(Stored items)
* * * * * * *

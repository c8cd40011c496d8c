//! Dashboard widgets derived from the loaded collections.

use chrono::NaiveDate;
use rust_decimal::Decimal;
use serde::{Deserialize, Serialize};

use crate::brands::Brand;
use crate::campaigns::{resolve_campaigns, Campaign, CampaignStatus, PaymentStatus, ResolvedCampaign};
use crate::entity::EntityId;
use crate::influencers::Influencer;

/// Recent posts shown on the dashboard.
pub const RECENT_POSTS_LIMIT: usize = 5;

labelled_enum! {
    pub enum PaymentUrgency {
        Overdue => "overdue",
        Due => "due",
        Upcoming => "upcoming",
    }
}

labelled_enum! {
    pub enum DraftPriority {
        High => "high",
        Medium => "medium",
        Low => "low",
    }
}

labelled_enum! {
    pub enum PostState {
        Live => "live",
        Scheduled => "scheduled",
    }
}

#[derive(Debug, Clone, PartialEq, Eq, Serialize, Deserialize)]
#[serde(rename_all = "camelCase")]
pub struct DashboardStats {
    /// Draft and scheduled campaigns: not yet live.
    pub upcoming_campaigns: usize,
    pub live_campaigns: usize,
    /// Sum of `paidAmount` over campaigns whose payment status is paid.
    #[serde(with = "rust_decimal::serde::float")]
    pub total_amount_spent: Decimal,
}

#[derive(Debug, Clone, PartialEq, Eq, Serialize, Deserialize)]
#[serde(rename_all = "camelCase")]
pub struct PendingPayment {
    pub campaign_id: EntityId,
    pub influencer_name: String,
    pub brand_name: String,
    #[serde(with = "rust_decimal::serde::float")]
    pub amount: Decimal,
    pub status: PaymentUrgency,
}

#[derive(Debug, Clone, PartialEq, Eq, Serialize, Deserialize)]
#[serde(rename_all = "camelCase")]
pub struct PendingDraft {
    pub campaign_id: EntityId,
    pub influencer_name: String,
    pub brand_name: String,
    pub priority: DraftPriority,
    pub due_date: NaiveDate,
}

#[derive(Debug, Clone, PartialEq, Eq, Serialize, Deserialize)]
#[serde(rename_all = "camelCase")]
pub struct RecentPost {
    pub campaign_id: EntityId,
    pub influencer_name: String,
    pub brand_name: String,
    pub status: PostState,
    pub post_link: Option<String>,
    pub shoot_date: NaiveDate,
}

#[derive(Debug, Clone, PartialEq, Eq, Serialize, Deserialize)]
#[serde(rename_all = "camelCase")]
pub struct DashboardSummary {
    pub stats: DashboardStats,
    pub pending_payments: Vec<PendingPayment>,
    pub pending_drafts: Vec<PendingDraft>,
    pub recent_posts: Vec<RecentPost>,
}

#[must_use]
pub fn stats(campaigns: &[Campaign]) -> DashboardStats {
    let upcoming_campaigns = campaigns
        .iter()
        .filter(|c| matches!(c.status, CampaignStatus::Draft | CampaignStatus::Scheduled))
        .count();
    let live_campaigns = campaigns
        .iter()
        .filter(|c| c.status == CampaignStatus::Posted)
        .count();
    let total_amount_spent = campaigns
        .iter()
        .filter(|c| c.payment_status == PaymentStatus::Paid)
        .map(|c| c.paid_amount)
        .sum();

    DashboardStats {
        upcoming_campaigns,
        live_campaigns,
        total_amount_spent,
    }
}

/// Unpaid campaigns, most urgent first. Cancelled campaigns are skipped.
#[must_use]
pub fn pending_payments(resolved: &[ResolvedCampaign], today: NaiveDate) -> Vec<PendingPayment> {
    let mut rows: Vec<(NaiveDate, PendingPayment)> = resolved
        .iter()
        .filter(|r| r.campaign.status != CampaignStatus::Cancelled)
        .filter_map(|r| {
            let c = &r.campaign;
            let status = match c.payment_status {
                PaymentStatus::Paid => return None,
                PaymentStatus::Overdue => PaymentUrgency::Overdue,
                PaymentStatus::Pending if c.shoot_date <= today => PaymentUrgency::Due,
                PaymentStatus::Pending => PaymentUrgency::Upcoming,
            };
            Some((
                c.shoot_date,
                PendingPayment {
                    campaign_id: c.id,
                    influencer_name: r.influencer_name.clone(),
                    brand_name: r.brand_name.clone(),
                    amount: c.outstanding(),
                    status,
                },
            ))
        })
        .collect();

    rows.sort_by(|(a_date, a), (b_date, b)| a.status.cmp(&b.status).then(a_date.cmp(b_date)));
    rows.into_iter().map(|(_, p)| p).collect()
}

/// Draft campaigns ordered by due date; priority tightens as the shoot
/// date approaches.
#[must_use]
pub fn pending_drafts(resolved: &[ResolvedCampaign], today: NaiveDate) -> Vec<PendingDraft> {
    let mut drafts: Vec<PendingDraft> = resolved
        .iter()
        .filter(|r| r.campaign.status == CampaignStatus::Draft)
        .map(|r| {
            let days_left = (r.campaign.shoot_date - today).num_days();
            let priority = match days_left {
                ..=3 => DraftPriority::High,
                4..=7 => DraftPriority::Medium,
                _ => DraftPriority::Low,
            };
            PendingDraft {
                campaign_id: r.campaign.id,
                influencer_name: r.influencer_name.clone(),
                brand_name: r.brand_name.clone(),
                priority,
                due_date: r.campaign.shoot_date,
            }
        })
        .collect();

    drafts.sort_by_key(|d| d.due_date);
    drafts
}

/// Posted and scheduled campaigns, latest shoot date first.
#[must_use]
pub fn recent_posts(resolved: &[ResolvedCampaign], limit: usize) -> Vec<RecentPost> {
    let mut posts: Vec<RecentPost> = resolved
        .iter()
        .filter_map(|r| {
            let status = match r.campaign.status {
                CampaignStatus::Posted => PostState::Live,
                CampaignStatus::Scheduled => PostState::Scheduled,
                CampaignStatus::Draft | CampaignStatus::Cancelled => return None,
            };
            Some(RecentPost {
                campaign_id: r.campaign.id,
                influencer_name: r.influencer_name.clone(),
                brand_name: r.brand_name.clone(),
                status,
                post_link: r.campaign.post_link.clone(),
                shoot_date: r.campaign.shoot_date,
            })
        })
        .collect();

    posts.sort_by(|a, b| b.shoot_date.cmp(&a.shoot_date));
    posts.truncate(limit);
    posts
}

#[must_use]
pub fn summarize(
    campaigns: &[Campaign],
    influencers: &[Influencer],
    brands: &[Brand],
    today: NaiveDate,
) -> DashboardSummary {
    let resolved = resolve_campaigns(campaigns, influencers, brands);
    DashboardSummary {
        stats: stats(campaigns),
        pending_payments: pending_payments(&resolved, today),
        pending_drafts: pending_drafts(&resolved, today),
        recent_posts: recent_posts(&resolved, RECENT_POSTS_LIMIT),
    }
}

#[cfg(test)]
#[path = "dashboard_test.rs"]
mod tests;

* * * * * * *

With "PaymentUrgency" as the word to match, copy each line of the records that has it.

Response to this exercise:
    pub enum PaymentUrgency {
    pub status: PaymentUrgency,
                PaymentStatus::Overdue => PaymentUrgency::Overdue,
                PaymentStatus::Pending if c.shoot_date <= today => PaymentUrgency::Due,
                PaymentStatus::Pending => PaymentUrgency::Upcoming,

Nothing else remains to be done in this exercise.